▸ **Task details**: Each record must appear in the answer exactly as it does in the data.

[Stored data entries]

// Chat screen
//
// Receives the effective collection already resolved by the app. `None` is a
// normal input: the screen asks the user to pick a collection.

use crate::message::Message;
use crate::model::{ChatMessage, CollectionId, Role};
use crate::route::Route;
use crate::state::{CatalogState, CatalogStatus, ChatState};
use crate::style;
use crate::view::markdown::render_markdown;
use eframe::egui;

pub fn show(
    ui: &mut egui::Ui,
    effective: Option<&CollectionId>,
    catalog: &CatalogState,
    chat: &mut ChatState,
    outbox: &mut Vec<Message>,
) {
    let Some(collection) = effective else {
        show_no_selection(ui, outbox);
        return;
    };

    render_header(ui, collection, catalog);
    ui.separator();

    let pending = chat.is_pending(collection);
    let input_height = ui.spacing().interact_size.y * (style::CHAT_INPUT_ROWS as f32 + 1.5);

    egui::ScrollArea::vertical()
        .id_salt("chat_transcript")
        .auto_shrink([false, false])
        .max_height((ui.available_height() - input_height).max(0.0))
        .stick_to_bottom(true)
        .show(ui, |ui| {
            ui.set_max_width(style::CONTENT_MAX_WIDTH.min(ui.available_width()));
            let transcript = chat.transcript(collection);
            if transcript.is_empty() {
                ui.label(egui::RichText::new("No messages yet. Ask something below.").weak());
            }
            for message in transcript {
                render_message(ui, message);
            }
            if pending {
                ui.horizontal(|ui| {
                    ui.spinner();
                    ui.label("Thinking…");
                });
            }
            if chat.scroll_to_bottom {
                ui.scroll_to_cursor(Some(egui::Align::BOTTOM));
            }
        });
    chat.scroll_to_bottom = false;

    ui.separator();
    render_input(ui, collection, pending, chat, outbox);
}

fn show_no_selection(ui: &mut egui::Ui, outbox: &mut Vec<Message>) {
    ui.vertical_centered(|ui| {
        ui.add_space(60.0);
        ui.heading("No collection selected");
        ui.add_space(8.0);
        ui.label("Pick a collection to start chatting.");
        ui.add_space(16.0);
        if ui.button("Go to collections").clicked() {
            outbox.push(Message::Navigate(Route::Collections));
        }
    });
}

fn render_header(ui: &mut egui::Ui, collection: &CollectionId, catalog: &CatalogState) {
    match catalog.find(collection) {
        Some(found) => {
            ui.heading(found.name.as_str());
            if !found.description.is_empty() {
                ui.label(egui::RichText::new(&found.description).weak());
            }
        }
        // Only claim the id is unknown once the listing has arrived
        None if catalog.status == CatalogStatus::Loaded => {
            ui.heading(format!("Collection {}", collection));
            ui.colored_label(
                egui::Color32::YELLOW,
                "This collection is not in the current listing.",
            );
        }
        None => {
            ui.heading(format!("Collection {}", collection));
        }
    }
}

fn render_message(ui: &mut egui::Ui, message: &ChatMessage) {
    let color = match message.role {
        Role::User => style::ACCENT,
        Role::Assistant => ui.visuals().strong_text_color(),
        Role::System => egui::Color32::YELLOW,
    };

    ui.add_space(6.0);
    ui.horizontal(|ui| {
        ui.label(egui::RichText::new(message.role.label()).color(color).strong());
        ui.label(egui::RichText::new(message.time_label()).small().weak());
        if let Some(sources) = message.sources_count {
            ui.label(egui::RichText::new(format!("{} sources", sources)).small().weak());
        }
    });

    match message.role {
        Role::Assistant => render_markdown(ui, &message.content),
        _ => {
            ui.label(message.content.as_str());
        }
    }
}

fn render_input(
    ui: &mut egui::Ui,
    collection: &CollectionId,
    pending: bool,
    chat: &mut ChatState,
    outbox: &mut Vec<Message>,
) {
    ui.horizontal(|ui| {
        let width = ui.available_width() - 80.0;
        let response = ui.add(
            egui::TextEdit::multiline(chat.draft_mut(collection))
                .desired_rows(style::CHAT_INPUT_ROWS)
                .desired_width(width)
                .hint_text("Ask a question (Ctrl+Enter to send)"),
        );
        let shortcut = response.has_focus()
            && ui.input(|i| i.modifiers.command && i.key_pressed(egui::Key::Enter));

        let can_send = !pending && !chat.draft(collection).trim().is_empty();
        let clicked = ui.add_enabled(can_send, egui::Button::new("Send")).clicked();

        if can_send && (clicked || shortcut) {
            let prompt = chat.take_draft(collection);
            outbox.push(Message::SendPrompt {
                collection: collection.clone(),
                prompt: prompt.trim().to_string(),
            });
        }
    });
}
// Navigation state - current location and back/forward history
use crate::route::Route;
use tracing::debug;

pub const DEFAULT_HISTORY_LIMIT: usize = 50;

pub struct NavigationState {
    current: Route,
    history: Vec<Route>,
    history_index: usize,
    limit: usize,
}

impl NavigationState {
    pub fn new(start: Route, limit: usize) -> Self {
        Self {
            current: start.clone(),
            history: vec![start],
            history_index: 0,
            limit: limit.max(1),
        }
    }

    pub fn current(&self) -> &Route {
        &self.current
    }

    /// Moves to `route`. Returns false when already there.
    pub fn push(&mut self, route: Route) -> bool {
        if route == self.current {
            return false;
        }

        debug!(from = %self.current, to = %route, "Navigate");

        // Remove any forward history when navigating to a new location
        self.history.truncate(self.history_index + 1);
        self.history.push(route.clone());
        if self.history.len() > self.limit {
            let overflow = self.history.len() - self.limit;
            self.history.drain(..overflow);
        }
        self.history_index = self.history.len() - 1;
        self.current = route;
        true
    }

    pub fn go_back(&mut self) -> Option<Route> {
        if self.history_index > 0 {
            self.history_index -= 1;
            self.current = self.history[self.history_index].clone();
            debug!(to = %self.current, "Navigate back");
            Some(self.current.clone())
        } else {
            None
        }
    }

    pub fn go_forward(&mut self) -> Option<Route> {
        if self.history_index + 1 < self.history.len() {
            self.history_index += 1;
            self.current = self.history[self.history_index].clone();
            debug!(to = %self.current, "Navigate forward");
            Some(self.current.clone())
        } else {
            None
        }
    }

    pub fn can_go_back(&self) -> bool {
        self.history_index > 0
    }

    pub fn can_go_forward(&self) -> bool {
        self.history_index + 1 < self.history.len()
    }
}

#[cfg(test)]
mod tests {
    use super::*;
    use crate::model::CollectionId;

    fn chat(id: &str) -> Route {
        Route::Chat(Some(CollectionId::new(id)))
    }

    #[test]
    fn test_push_and_back_forward() {
        let mut nav = NavigationState::new(Route::Home, DEFAULT_HISTORY_LIMIT);
        assert!(!nav.can_go_back());

        assert!(nav.push(Route::Collections));
        assert!(nav.push(chat("abc")));
        assert_eq!(nav.current(), &chat("abc"));

        assert_eq!(nav.go_back(), Some(Route::Collections));
        assert_eq!(nav.go_back(), Some(Route::Home));
        assert_eq!(nav.go_back(), None);
        assert!(nav.can_go_forward());

        assert_eq!(nav.go_forward(), Some(Route::Collections));
        assert_eq!(nav.go_forward(), Some(chat("abc")));
        assert_eq!(nav.go_forward(), None);
    }

    #[test]
    fn test_push_truncates_forward_history() {
        let mut nav = NavigationState::new(Route::Home, DEFAULT_HISTORY_LIMIT);
        nav.push(Route::Collections);
        nav.push(chat("abc"));
        nav.go_back();
        nav.push(Route::Chat(None));

        assert!(!nav.can_go_forward());
        assert_eq!(nav.go_back(), Some(Route::Collections));
    }

    #[test]
    fn test_push_same_route_is_noop() {
        let mut nav = NavigationState::new(Route::Collections, DEFAULT_HISTORY_LIMIT);
        assert!(!nav.push(Route::Collections));
        assert!(!nav.can_go_back());
    }

    #[test]
    fn test_history_limit_drops_oldest() {
        let mut nav = NavigationState::new(Route::Home, 3);
        nav.push(Route::Collections);
        nav.push(chat("1"));
        nav.push(chat("2"));

        assert_eq!(nav.go_back(), Some(chat("1")));
        assert_eq!(nav.go_back(), Some(Route::Collections));
        assert_eq!(nav.go_back(), None);
    }
}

▸ **Exercise result**:
// Chat screen
//
// Receives the effective collection already resolved by the app. `None` is a
// normal input: the screen asks the user to pick a collection.

use crate::message::Message;
use crate::model::{ChatMessage, CollectionId, Role};
use crate::route::Route;
use crate::state::{CatalogState, CatalogStatus, ChatState};
use crate::style;
use crate::view::markdown::render_markdown;
use eframe::egui;

pub fn show(
    ui: &mut egui::Ui,
    effective: Option<&CollectionId>,
    catalog: &CatalogState,
    chat: &mut ChatState,
    outbox: &mut Vec<Message>,
) {
    let Some(collection) = effective else {
        show_no_selection(ui, outbox);
        return;
    };

    render_header(ui, collection, catalog);
    ui.separator();

    let pending = chat.is_pending(collection);
    let input_height = ui.spacing().interact_size.y * (style::CHAT_INPUT_ROWS as f32 + 1.5);

    egui::ScrollArea::vertical()
        .id_salt("chat_transcript")
        .auto_shrink([false, false])
        .max_height((ui.available_height() - input_height).max(0.0))
        .stick_to_bottom(true)
        .show(ui, |ui| {
            ui.set_max_width(style::CONTENT_MAX_WIDTH.min(ui.available_width()));
            let transcript = chat.transcript(collection);
            if transcript.is_empty() {
                ui.label(egui::RichText::new("No messages yet. Ask something below.").weak());
            }
            for message in transcript {
                render_message(ui, message);
            }
            if pending {
                ui.horizontal(|ui| {
                    ui.spinner();
                    ui.label("Thinking…");
                });
            }
            if chat.scroll_to_bottom {
                ui.scroll_to_cursor(Some(egui::Align::BOTTOM));
            }
        });
    chat.scroll_to_bottom = false;

    ui.separator();
    render_input(ui, collection, pending, chat, outbox);
}

fn show_no_selection(ui: &mut egui::Ui, outbox: &mut Vec<Message>) {
    ui.vertical_centered(|ui| {
        ui.add_space(60.0);
        ui.heading("No collection selected");
        ui.add_space(8.0);
        ui.label("Pick a collection to start chatting.");
        ui.add_space(16.0);
        if ui.button("Go to collections").clicked() {
            outbox.push(Message::Navigate(Route::Collections));
        }
    });
}

fn render_header(ui: &mut egui::Ui, collection: &CollectionId, catalog: &CatalogState) {
    match catalog.find(collection) {
        Some(found) => {
            ui.heading(found.name.as_str());
            if !found.description.is_empty() {
                ui.label(egui::RichText::new(&found.description).weak());
            }
        }
        // Only claim the id is unknown once the listing has arrived
        None if catalog.status == CatalogStatus::Loaded => {
            ui.heading(format!("Collection {}", collection));
            ui.colored_label(
                egui::Color32::YELLOW,
                "This collection is not in the current listing.",
            );
        }
        None => {
            ui.heading(format!("Collection {}", collection));
        }
    }
}

fn render_message(ui: &mut egui::Ui, message: &ChatMessage) {
    let color = match message.role {
        Role::User => style::ACCENT,
        Role::Assistant => ui.visuals().strong_text_color(),
        Role::System => egui::Color32::YELLOW,
    };

    ui.add_space(6.0);
    ui.horizontal(|ui| {
        ui.label(egui::RichText::new(message.role.label()).color(color).strong());
        ui.label(egui::RichText::new(message.time_label()).small().weak());
        if let Some(sources) = message.sources_count {
            ui.label(egui::RichText::new(format!("{} sources", sources)).small().weak());
        }
    });

    match message.role {
        Role::Assistant => render_markdown(ui, &message.content),
        _ => {
            ui.label(message.content.as_str());
        }
    }
}

fn render_input(
    ui: &mut egui::Ui,
    collection: &CollectionId,
    pending: bool,
    chat: &mut ChatState,
    outbox: &mut Vec<Message>,
) {
    ui.horizontal(|ui| {
        let width = ui.available_width() - 80.0;
        let response = ui.add(
            egui::TextEdit::multiline(chat.draft_mut(collection))
                .desired_rows(style::CHAT_INPUT_ROWS)
                .desired_width(width)
                .hint_text("Ask a question (Ctrl+Enter to send)"),
        );
        let shortcut = response.has_focus()
            && ui.input(|i| i.modifiers.command && i.key_pressed(egui::Key::Enter));

        let can_send = !pending && !chat.draft(collection).trim().is_empty();
        let clicked = ui.add_enabled(can_send, egui::Button::new("Send")).clicked();

        if can_send && (clicked || shortcut) {
            let prompt = chat.take_draft(collection);
            outbox.push(Message::SendPrompt {
                collection: collection.clone(),
                prompt: prompt.trim().to_string(),
            });
        }
    });
}
// Navigation state - current location and back/forward history
use crate::route::Route;
use tracing::debug;

pub const DEFAULT_HISTORY_LIMIT: usize = 50;

pub struct NavigationState {
    current: Route,
    history: Vec<Route>,
    history_index: usize,
    limit: usize,
}

impl NavigationState {
    pub fn new(start: Route, limit: usize) -> Self {
        Self {
            current: start.clone(),
            history: vec![start],
            history_index: 0,
            limit: limit.max(1),
        }
    }

    pub fn current(&self) -> &Route {
        &self.current
    }

    /// Moves to `route`. Returns false when already there.
    pub fn push(&mut self, route: Route) -> bool {
        if route == self.current {
            return false;
        }

        debug!(from = %self.current, to = %route, "Navigate");

        // Remove any forward history when navigating to a new location
        self.history.truncate(self.history_index + 1);
        self.history.push(route.clone());
        if self.history.len() > self.limit {
            let overflow = self.history.len() - self.limit;
            self.history.drain(..overflow);
        }
        self.history_index = self.history.len() - 1;
        self.current = route;
        true
    }

    pub fn go_back(&mut self) -> Option<Route> {
        if self.history_index > 0 {
            self.history_index -= 1;
            self.current = self.history[self.history_index].clone();
            debug!(to = %self.current, "Navigate back");
            Some(self.current.clone())
        } else {
            None
        }
    }

    pub fn go_forward(&mut self) -> Option<Route> {
        if self.history_index + 1 < self.history.len() {
            self.history_index += 1;
            self.current = self.history[self.history_index].clone();
            debug!(to = %self.current, "Navigate forward");
            Some(self.current.clone())
        } else {
            None
        }
    }

    pub fn can_go_back(&self) -> bool {
        self.history_index > 0
    }

    pub fn can_go_forward(&self) -> bool {
        self.history_index + 1 < self.history.len()
    }
}

#[cfg(test)]
mod tests {
    use super::*;
    use crate::model::CollectionId;

    fn chat(id: &str) -> Route {
        Route::Chat(Some(CollectionId::new(id)))
    }

    #[test]
    fn test_push_and_back_forward() {
        let mut nav = NavigationState::new(Route::Home, DEFAULT_HISTORY_LIMIT);
        assert!(!nav.can_go_back());

        assert!(nav.push(Route::Collections));
        assert!(nav.push(chat("abc")));
        assert_eq!(nav.current(), &chat("abc"));

        assert_eq!(nav.go_back(), Some(Route::Collections));
        assert_eq!(nav.go_back(), Some(Route::Home));
        assert_eq!(nav.go_back(), None);
        assert!(nav.can_go_forward());

        assert_eq!(nav.go_forward(), Some(Route::Collections));
        assert_eq!(nav.go_forward(), Some(chat("abc")));
        assert_eq!(nav.go_forward(), None);
    }

    #[test]
    fn test_push_truncates_forward_history() {
        let mut nav = NavigationState::new(Route::Home, DEFAULT_HISTORY_LIMIT);
        nav.push(Route::Collections);
        nav.push(chat("abc"));
        nav.go_back();
        nav.push(Route::Chat(None));

        assert!(!nav.can_go_forward());
        assert_eq!(nav.go_back(), Some(Route::Collections));
    }

    #[test]
    fn test_push_same_route_is_noop() {
        let mut nav = NavigationState::new(Route::Collections, DEFAULT_HISTORY_LIMIT);
        assert!(!nav.push(Route::Collections));
        assert!(!nav.can_go_back());
    }

    #[test]
    fn test_history_limit_drops_oldest() {
        let mut nav = NavigationState::new(Route::Home, 3);
        nav.push(Route::Collections);
        nav.push(chat("1"));
        nav.push(chat("2"));

        assert_eq!(nav.go_back(), Some(chat("1")));
        assert_eq!(nav.go_back(), Some(Route::Collections));
        assert_eq!(nav.go_back(), None);
    }
}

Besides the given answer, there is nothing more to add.